The Washington Post ran a front-page story Saturday about the deteriorating situation in Gaza, as the stand-off between Israel and Hamas and the subsequent cordoning-off of that densely-populated territory continues. It was a heartbreaking tale of children whose world is slowly growing silent as the batteries of their hearing aids fade, of dialysis treatment being rationed, of craftsmen becoming jobless for lack of materials to work with, and for everyone, an evermore desperate search for the most basic necessities of life -- food, medicine, and fuel.
It often seems we read every self-serving statement of the politicians responsible for this state of affairs, who always manage to live comfortably, and for whom truth is at best an afterthought. But we too rarely read about the ordinary people who pay the price. In a sad way, I was grateful.
Then I went to the comments section of the article, and that's where the fireworks started.
"Brownshirt Nazis," screamed one side.
"Wife beaters," screamed the other.
Uh-oh, I thought, this is not going well.
Dozens, then hundreds, of comments rolled in, and it was a struggle to find even one that seemed rational, or even attempted to stand in the shoes of the other.
It seemed the majority of commenters took the Israeli side.
"All of the violence in the post-WWII Middle East is seated in the Arab world's refusal to accept the right of existence for Israel," wrote one.
That seemed a bit like saying all the violence in World War II was seated in Britain and Russia's refusal to accept the right of Germany to conquer Europe. Plus it ignored the fact that some time ago, the Arab League offered to do just that -- recognize Israel in return for a withdrawal to the 1967 borders. That offer, I understand, is still on the table.
Another wrote that Hamas uses this suffering to build its own support, but then failed to ask himself the obvious question of why Israel plays into their hands.

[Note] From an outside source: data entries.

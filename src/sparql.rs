use std::collections::HashMap;
use std::time::Duration;

use chrono::{DateTime, SecondsFormat, Utc};
use serde::Deserialize;

use crate::config::SparqlConfig;
use crate::errors::AppError;

/// One solution of a SELECT query. Unbound variables are absent.
#[derive(Debug, Clone, Default, PartialEq)]
pub struct SparqlRow(HashMap<String, String>);

impl SparqlRow {
    pub fn get(&self, var: &str) -> Option<&str> {
        self.0.get(var).map(String::as_str)
    }

    pub fn get_owned(&self, var: &str) -> Option<String> {
        self.0.get(var).cloned()
    }
}

impl<K: Into<String>, V: Into<String>> FromIterator<(K, V)> for SparqlRow {
    fn from_iter<I: IntoIterator<Item = (K, V)>>(iter: I) -> Self {
        SparqlRow(iter.into_iter().map(|(k, v)| (k.into(), v.into())).collect())
    }
}

#[derive(Debug, Deserialize)]
struct SparqlResults {
    results: SparqlBindings,
}

#[derive(Debug, Deserialize)]
struct SparqlBindings {
    bindings: Vec<HashMap<String, SparqlTerm>>,
}

#[derive(Debug, Deserialize)]
struct SparqlTerm {
    value: String,
}

/// Parse a `application/sparql-results+json` document into rows.
pub fn parse_results(body: &str) -> Result<Vec<SparqlRow>, AppError> {
    let parsed: SparqlResults = serde_json::from_str(body)?;
    Ok(parsed
        .results
        .bindings
        .into_iter()
        .map(|binding| binding.into_iter().map(|(k, term)| (k, term.value)).collect())
        .collect())
}

/// Client for the SPARQL 1.1 protocol endpoint of the triple store.
#[derive(Clone)]
pub struct SparqlClient {
    client: reqwest::Client,
    endpoint: String,
    target_graph: String,
}

impl SparqlClient {
    pub fn new(config: &SparqlConfig) -> Result<Self, AppError> {
        let client = reqwest::Client::builder()
            .timeout(Duration::from_secs(60))
            .build()?;
        Ok(Self {
            client,
            endpoint: config.endpoint.clone(),
            target_graph: config.target_graph.clone(),
        })
    }

    pub fn target_graph(&self) -> &str {
        &self.target_graph
    }

    pub async fn query(&self, query: &str) -> Result<Vec<SparqlRow>, AppError> {
        let body = self.post("query", query).await?;
        parse_results(&body)
    }

    pub async fn update(&self, update: &str) -> Result<(), AppError> {
        self.post("update", update).await.map(|_| ())
    }

    async fn post(&self, field: &str, statement: &str) -> Result<String, AppError> {
        let resp = self
            .client
            .post(&self.endpoint)
            .header("Accept", "application/sparql-results+json")
            .form(&[(field, statement)])
            .send()
            .await?;
        let status = resp.status();
        let text = resp.text().await?;
        if !status.is_success() {
            return Err(AppError::Sparql(format!("{field} returned {status}: {text}")));
        }
        Ok(text)
    }
}

pub fn escape_string(value: &str) -> String {
    let mut out = String::with_capacity(value.len() + 2);
    out.push('"');
    for c in value.chars() {
        match c {
            '\\' => out.push_str("\\\\"),
            '"' => out.push_str("\\\""),
            '\n' => out.push_str("\\n"),
            '\r' => out.push_str("\\r"),
            '\t' => out.push_str("\\t"),
            _ => out.push(c),
        }
    }
    out.push('"');
    out
}

pub fn escape_uri(value: &str) -> String {
    format!("<{}>", value.replace('>', "\\>"))
}

pub fn escape_datetime(value: &DateTime<Utc>) -> String {
    format!(
        "\"{}\"^^<http://www.w3.org/2001/XMLSchema#dateTime>",
        value.to_rfc3339_opts(SecondsFormat::Millis, true)
    )
}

Yet another said if the Palestinians would only stop the violence, the beaches of Gaza would make a good location for five-star hotels and a fine tourist destination. Ah, to wait on tables and make the beds of the world's jet-setters -- there's a future worth living for.
Another repeatedly referred to the Palestinians as "Philistines," and amazingly, one actually had the nerve to advocate "push(ing) the ignorant Palestinians into the sea." Such irony.
But there was plenty of ignorance and hate to go around. One writer recalled how he had many Jewish friends in his youth, but now he wished them all nothing but ill because of the actions of the Israeli government. A friend, indeed.
But the article made clear what was the root of all this madness. On average this year, Palestinian militants have fired six rather ineffective rockets per day at nearby Israeli towns, and two Israeli citizens have been killed. Two. All year. For this, over a million Palestinians must suffer.
I make no defense of terrorism against civilians. There is none. I don't even want a soldier to die. And I refuse to weigh the bodies of the dead to see how hangs the balance. The problem is, no matter who is using the term, the definition of "terrorism" always seems one-sided.